The Wednesday filings were part of Keith Soderquist's presentencing agreement. He is to be sentenced Sept. 28 after pleading guilty and being convicted in two criminal cases.
The agreement reveals that the government learned about the wiretapping after a Lake Station City employee discovered a recording system device in March. An FBI investigation revealed that Soderquist had the system installed during the construction of City Hall in 2011.
Records show that between Oct. 12, 2011, and Aug. 13 of last year, Soderquist recorded about 425,000 calls. Since Dec. 1, 2014, he had listened to about 30 of the recordings.
Soderquist admitted to violating the federal wiretapping statute in the agreement. In exchange, the government said it won't file new charges, but the wiretapping will factor into the sentencing for his two previous cases.
"The system was not installed for eavesdropping," Soderquist's defense attorney Scott King said Wednesday. The phone system was installed to improve customer service while protecting city employees against false accusations, King said.

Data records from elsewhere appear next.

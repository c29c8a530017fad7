//! Workout labels and suit assignments.
//!
//! Internally a workout is a `(name, multiplier)` pair. On disk it is a
//! single string, `"Name"` or `"Name (Nx)"`, and a suit may instead be
//! assigned a focus placeholder, `"Focus: <Focus>"`. This module owns the
//! one parse/format pair for those strings.

use crate::types::{Focus, Suit};
use serde::{Deserialize, Serialize};
use std::collections::BTreeMap;
use std::fmt;

/// Largest per-workout rep multiplier
pub const MAX_MULTIPLIER: u32 = 5;

const FOCUS_PREFIX: &str = "focus:";

/// Clamp a multiplier into `1..=MAX_MULTIPLIER`
pub fn clamp_multiplier(multiplier: u32) -> u32 {
    multiplier.clamp(1, MAX_MULTIPLIER)
}

/// A concrete workout with its rep multiplier
#[derive(Clone, Debug, PartialEq, Eq, Hash)]
pub struct WorkoutLabel {
    pub name: String,
    pub multiplier: u32,
}

impl WorkoutLabel {
    pub fn new(name: impl Into<String>, multiplier: u32) -> Self {
        Self {
            name: name.into().trim().to_string(),
            multiplier: clamp_multiplier(multiplier),
        }
    }

    /// Normalized key used to match workouts across saved and default data
    pub fn key(&self) -> String {
        workout_key(&self.name, self.multiplier)
    }
}

impl fmt::Display for WorkoutLabel {
    fn fmt(&self, f: &mut fmt::Formatter<'_>) -> fmt::Result {
        f.write_str(&format_workout_label(&self.name, self.multiplier))
    }
}

/// Format a workout and multiplier; a multiplier of 1 adds no suffix
pub fn format_workout_label(name: &str, multiplier: u32) -> String {
    let name = name.trim();
    let multiplier = clamp_multiplier(multiplier);
    if multiplier == 1 {
        name.to_string()
    } else {
        format!("{} ({}x)", name, multiplier)
    }
}

/// Parse a possible trailing `(Nx)` suffix off a raw workout string
///
/// Strings without a well-formed suffix are returned whole with multiplier 1.
/// Stacked suffixes collapse to the base name and the outermost multiplier,
/// so parsing a parsed name never changes it again.
pub fn parse_workout_label(raw: &str) -> WorkoutLabel {
    let trimmed = raw.trim();
    let Some((mut name, multiplier)) = split_multiplier_suffix(trimmed) else {
        return WorkoutLabel::new(trimmed, 1);
    };
    while let Some((inner, _)) = split_multiplier_suffix(name) {
        name = inner;
    }
    WorkoutLabel::new(name, multiplier)
}

fn split_multiplier_suffix(s: &str) -> Option<(&str, u32)> {
    let body = s.strip_suffix(')')?;
    let open = body.rfind('(')?;
    let name = body[..open].trim();
    if name.is_empty() {
        return None;
    }
    let inner = body[open + 1..].trim();
    let digits = inner
        .strip_suffix('x')
        .or_else(|| inner.strip_suffix('X'))?
        .trim();
    let multiplier = digits.parse::<u32>().ok().filter(|n| *n > 0)?;
    Some((name, multiplier))
}

/// Lowercased label used as the identity of a library row
pub fn workout_key(name: &str, multiplier: u32) -> String {
    format_workout_label(name, multiplier).to_lowercase()
}

// ============================================================================
// Assignments
// ============================================================================

/// What a suit is assigned: a concrete workout or a focus resolved per draw
#[derive(Clone, Debug, PartialEq, Eq, Serialize, Deserialize)]
#[serde(try_from = "String", into = "String")]
pub enum Assignment {
    Concrete(WorkoutLabel),
    Focus(Focus),
}

impl Assignment {
    pub fn concrete(name: impl Into<String>, multiplier: u32) -> Self {
        Assignment::Concrete(WorkoutLabel::new(name, multiplier))
    }

    /// Parse and normalize an on-disk value; empty input yields `None`
    ///
    /// `"Focus: <name>"` with an unrecognised focus stays a concrete label.
    pub fn parse(raw: &str) -> Option<Assignment> {
        let trimmed = raw.trim();
        if trimmed.is_empty() {
            return None;
        }
        if trimmed.len() >= FOCUS_PREFIX.len()
            && trimmed.is_char_boundary(FOCUS_PREFIX.len())
            && trimmed[..FOCUS_PREFIX.len()].eq_ignore_ascii_case(FOCUS_PREFIX)
        {
            if let Some(focus) = Focus::parse(&trimmed[FOCUS_PREFIX.len()..]) {
                return Some(Assignment::Focus(focus));
            }
        }
        let label = parse_workout_label(trimmed);
        if label.name.is_empty() {
            return None;
        }
        Some(Assignment::Concrete(label))
    }

    /// The label shown for the suit before any draw-time resolution
    pub fn display_label(&self) -> String {
        self.to_string()
    }
}

impl fmt::Display for Assignment {
    fn fmt(&self, f: &mut fmt::Formatter<'_>) -> fmt::Result {
        match self {
            Assignment::Concrete(label) => write!(f, "{}", label),
            Assignment::Focus(focus) => write!(f, "Focus: {}", focus),
        }
    }
}

impl From<Assignment> for String {
    fn from(assignment: Assignment) -> Self {
        assignment.to_string()
    }
}

impl TryFrom<String> for Assignment {
    type Error = String;

    fn try_from(value: String) -> std::result::Result<Self, Self::Error> {
        Assignment::parse(&value).ok_or_else(|| "empty assignment".to_string())
    }
}

// ============================================================================
// Suit Assignment Map
// ============================================================================

type SuitMap = BTreeMap<String, String>;

/// One assignment per standard suit, serialized as a map keyed by symbol
#[derive(Clone, Debug, PartialEq, Eq, Serialize, Deserialize)]
#[serde(from = "SuitMap", into = "SuitMap")]
pub struct SuitAssignment {
    pub spades: Assignment,
    pub hearts: Assignment,
    pub diamonds: Assignment,
    pub clubs: Assignment,
}

impl SuitAssignment {
    /// Default assignment of the standard deck
    pub fn standard() -> Self {
        Self {
            spades: Assignment::concrete("Sit-ups", 1),
            hearts: Assignment::concrete("Push-ups", 1),
            diamonds: Assignment::concrete("Squats", 1),
            clubs: Assignment::concrete("Burpees", 1),
        }
    }

    /// Assignment for a standard suit; jokers have none
    pub fn get(&self, suit: Suit) -> Option<&Assignment> {
        match suit {
            Suit::Spades => Some(&self.spades),
            Suit::Hearts => Some(&self.hearts),
            Suit::Diamonds => Some(&self.diamonds),
            Suit::Clubs => Some(&self.clubs),
            Suit::Joker => None,
        }
    }

    /// Replace the assignment of a standard suit with a normalized value
    ///
    /// Returns `false` (and changes nothing) for jokers or empty input.
    pub fn set(&mut self, suit: Suit, raw: &str) -> bool {
        let Some(assignment) = Assignment::parse(raw) else {
            return false;
        };
        let slot = match suit {
            Suit::Spades => &mut self.spades,
            Suit::Hearts => &mut self.hearts,
            Suit::Diamonds => &mut self.diamonds,
            Suit::Clubs => &mut self.clubs,
            Suit::Joker => return false,
        };
        *slot = assignment;
        true
    }

    pub fn iter(&self) -> impl Iterator<Item = (Suit, &Assignment)> {
        Suit::STANDARD
            .into_iter()
            .zip([&self.spades, &self.hearts, &self.diamonds, &self.clubs])
    }

    /// Read untyped JSON, taking `fallback`'s value for any missing or empty suit
    pub fn from_value(value: &serde_json::Value, fallback: &SuitAssignment) -> SuitAssignment {
        let mut result = fallback.clone();
        if let Some(map) = value.as_object() {
            for (key, raw) in map {
                if let (Some(suit), Some(raw)) = (Suit::parse(key), raw.as_str()) {
                    result.set(suit, raw);
                }
            }
        }
        result
    }
}

impl Default for SuitAssignment {
    fn default() -> Self {
        Self::standard()
    }
}

impl From<SuitMap> for SuitAssignment {
    fn from(map: SuitMap) -> Self {
        let mut result = SuitAssignment::standard();
        for (key, raw) in &map {
            if let Some(suit) = Suit::parse(key) {
                result.set(suit, raw);
            }
        }
        result
    }
}

impl From<SuitAssignment> for SuitMap {
    fn from(assignment: SuitAssignment) -> Self {
        assignment
            .iter()
            .map(|(suit, value)| (suit.symbol().to_string(), value.to_string()))
            .collect()
    }
}

#[cfg(test)]
mod tests {
    use super::*;

    #[test]
    fn test_format_omits_unit_multiplier() {
        assert_eq!(format_workout_label("Squats", 1), "Squats");
        assert_eq!(format_workout_label("  Squats ", 2), "Squats (2x)");
    }

    #[test]
    fn test_parse_multiplier_suffix() {
        assert_eq!(parse_workout_label("Squats (2x)"), WorkoutLabel::new("Squats", 2));
        assert_eq!(parse_workout_label("Squats(3X)"), WorkoutLabel::new("Squats", 3));
        assert_eq!(parse_workout_label(" Squats ( 4 x ) "), WorkoutLabel::new("Squats", 4));
        assert_eq!(parse_workout_label("Squats"), WorkoutLabel::new("Squats", 1));
        // Not a multiplier suffix
        assert_eq!(
            parse_workout_label("Side Planks (30s each side)"),
            WorkoutLabel::new("Side Planks (30s each side)", 1)
        );
        assert_eq!(parse_workout_label("(2x)"), WorkoutLabel::new("(2x)", 1));
        assert_eq!(parse_workout_label("Squats (2x) (3x)"), WorkoutLabel::new("Squats", 3));
    }

    #[test]
    fn test_keys_collide_for_unit_multiplier() {
        assert_eq!(
            parse_workout_label("Squats").key(),
            parse_workout_label("squats (1x)").key()
        );
        assert_ne!(
            parse_workout_label("Squats").key(),
            parse_workout_label("Squats (2x)").key()
        );
    }

    #[test]
    fn test_multiplier_is_clamped() {
        assert_eq!(parse_workout_label("Squats (9x)").multiplier, MAX_MULTIPLIER);
    }

    #[test]
    fn test_assignment_parse() {
        assert_eq!(Assignment::parse("Focus: Core"), Some(Assignment::Focus(Focus::Core)));
        assert_eq!(
            Assignment::parse("focus: upper body"),
            Some(Assignment::Focus(Focus::UpperBody))
        );
        assert_eq!(
            Assignment::parse(" Lunges (2x) "),
            Some(Assignment::concrete("Lunges", 2))
        );
        assert_eq!(Assignment::parse("   "), None);
        assert!(matches!(
            Assignment::parse("Focus: Legs"),
            Some(Assignment::Concrete(_))
        ));
    }

    #[test]
    fn test_suit_assignment_serde_uses_symbols() {
        let mut suits = SuitAssignment::standard();
        assert!(suits.set(Suit::Spades, "Focus: Core"));
        assert!(!suits.set(Suit::Hearts, ""));
        assert!(!suits.set(Suit::Joker, "Burpees"));

        let json = serde_json::to_value(&suits).unwrap();
        assert_eq!(json["♠"], "Focus: Core");
        assert_eq!(json["♥"], "Push-ups");

        let parsed: SuitAssignment = serde_json::from_value(json).unwrap();
        assert_eq!(parsed, suits);
    }

    #[test]
    fn test_suit_assignment_from_value_fills_missing() {
        let value = serde_json::json!({"spades": "Lunges (3x)", "♦": "", "♣": 42});
        let suits = SuitAssignment::from_value(&value, &SuitAssignment::standard());
        assert_eq!(suits.spades, Assignment::concrete("Lunges", 3));
        assert_eq!(suits.diamonds, Assignment::concrete("Squats", 1));
        assert_eq!(suits.clubs, Assignment::concrete("Burpees", 1));
    }
}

The former mayor pleaded guilty earlier this year to helping his stepdaughter hide more than $16,000 in court bond money she stole from the city by helping her get a loan to cover up the theft. And a jury in September found Soderquist and his wife, Deborah, guilty of using campaign and food pantry funds to gamble at casinos.
He potentially faces 42 months in prison when he's sentenced on Sept. 28. The government also has recommended that Soderquist pay $3,520 in restitution to Lake Station and $22,571 to the Internal Revenue Service.